Inspection of the relationship of clustered integration sites and nearby genes showed that most clusters had distributions near gene 5′ ends, either upstream of the transcription start or in 5′ introns (eg, EVI1/MDS1 and HOXB2). If indeed these genes are subject to insertional activation, the inferred mechanism would be enhancer or promoter insertion. However, a minority of genes did not show this pattern, including HMGA2, NOTCH2, JARID2, and SEPT9 (Figures 5C-E, 6A). For these genes, integration events were clustered within the transcription units, and less common mechanisms of activation may potentially come in to play. The HMGA2 insertions are of special interest because of the association of this locus with a recently identified case of clonal skewing during stem cell–based lentiviral vector gene therapy (M.C.-C., E. Payen, O. Negre, G.P.W., K. Hehir, F. Fusil, J. Down, M. Denaro, T. Brady, R. Pawliuk, K. Westerman, R. Cavallesco, B. Gillet-Legrand, L. Caccavelli, F. Bernaudin, R. Girot, R. Dorazio, G.-J. Mulder, A. Polack, A. Bank, J. Soulier, J. Larghero, N. Kabbara, B. Dalle, B. Gourmel, G. Socié, S. Chrétien, N. Cartier, P. Aubourg, A.F., K. Cornetta, F. Galacteros, Y. Beuzard, E. Gluckman, F.D.B., S.H.-B.-A., P.L., manuscript submitted, January 27, 2010). Therefore, we studied these insertions in more detail.

Figure 6

Expansion of cell clones with integrated vectors in the HMGA2 third intron. (A) Map of integration sites detected in the HMGA2 locus, pooled over all the SCID-X1 patients. The green and red lines indicate the positions of vector integration sites. Forward indicates that the vector is oriented 5′ to 3′ relative to the chromosomal numbering system. Reverse indicates reverse orientation. (B) Longitudinal expansion of cell clones harboring integration events in HMGA2 in patient no.1 and patient no. 7. The x-axis shows the time after cell infusion, the y-axis shows the reconstructed percentage of all transduced cells contributed by cells harboring the HMGA2 integration site. Note the difference in the y-axis scale compared with Figure 3. (C) Structure of the major chimeric HMGA2-vector message. The major message (splice acceptor site at bp 1992 of the vector) was found in both patients no. 1 and no. 7. An alternative splice acceptor site at bp 2002 was found in patient no. 7. (D) Amplification strategy for determining the chimeric HMGA2-vector message structure using reverse-transcription PCR. The time points were 75 months (patient no. 1) and 56 months (patient no. 7). The bands marked “major” and “minor” HMGA2-vector message formed on the ethidium-stained gel were excised and subjected to Sanger DNA sequencing. Sequence analysis established that slower mobility bands corresponded exclusively to the chimeric HMGA2-vector forms.

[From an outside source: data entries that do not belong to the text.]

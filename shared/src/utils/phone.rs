//! Phone number helpers shared by every layer that logs a phone number

/// Mask a phone number for logs (e.g., +99****4567)
///
/// Keeps the first 3 and last 4 characters; anything shorter than 7
/// characters is masked entirely.
pub fn mask_phone_number(phone: &str) -> String {
    let chars: Vec<char> = phone.chars().collect();
    if chars.len() >= 7 {
        let head: String = chars[..3].iter().collect();
        let tail: String = chars[chars.len() - 4..].iter().collect();
        format!("{}****{}", head, tail)
    } else {
        "****".to_string()
    }
}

The mobility of the forms marked normal messages matched bands seen after amplification of control samples (data not shown). (E) Deduced structure of a minor form of the chimeric HMGA2-vector message found in lesser abundance in patient no. 1 only.

Integration sites within the HMGA2 locus

In pooled SCID-X1 integration site data, 15 sites were found in the HMGA2 locus (Figure 6A), of which 12 are in the long third intron. Of these sites, 10 of 12 were in the sense orientation. This orientation is expected to disrupt HMGA2 mRNA synthesis because the vector splicing and polyA addition signals would be active. One hypothesis is that the HMGA2 gene may have been activated by removing 3′ untranslated region binding sites for the negatively acting microRNA let-7b, resulting in derepression of expression. This mechanism has been proposed to mediate activation via chromosomal translocations.2831 Such a mechanism may be involved in clonal skewing observed during lentiviral vector-mediated gene correction of β-thalassemia (M.C.-C., E. Payen, O. Negre, G.P.W., K. Hehir, F. Fusil, J. Down, M. Denaro, T. Brady, R. Pawliuk, K. Westerman, R. Cavallesco, B. Gillet-Legrand, L. Caccavelli, F. Bernaudin, R. Girot, R. Dorazio, G.-J. Mulder, A. Polack, A. Bank, J. Soulier, J. Larghero, N. Kabbara, B. Dalle, B. Gourmel, G. Socié, S. Chrétien, N. Cartier, P. Aubourg, A.F., K. Cornetta, F. Galacteros, Y. Beuzard, E. Gluckman, F.D.B., S.H.-B.-A., P.L., manuscript submitted, January 27, 2010).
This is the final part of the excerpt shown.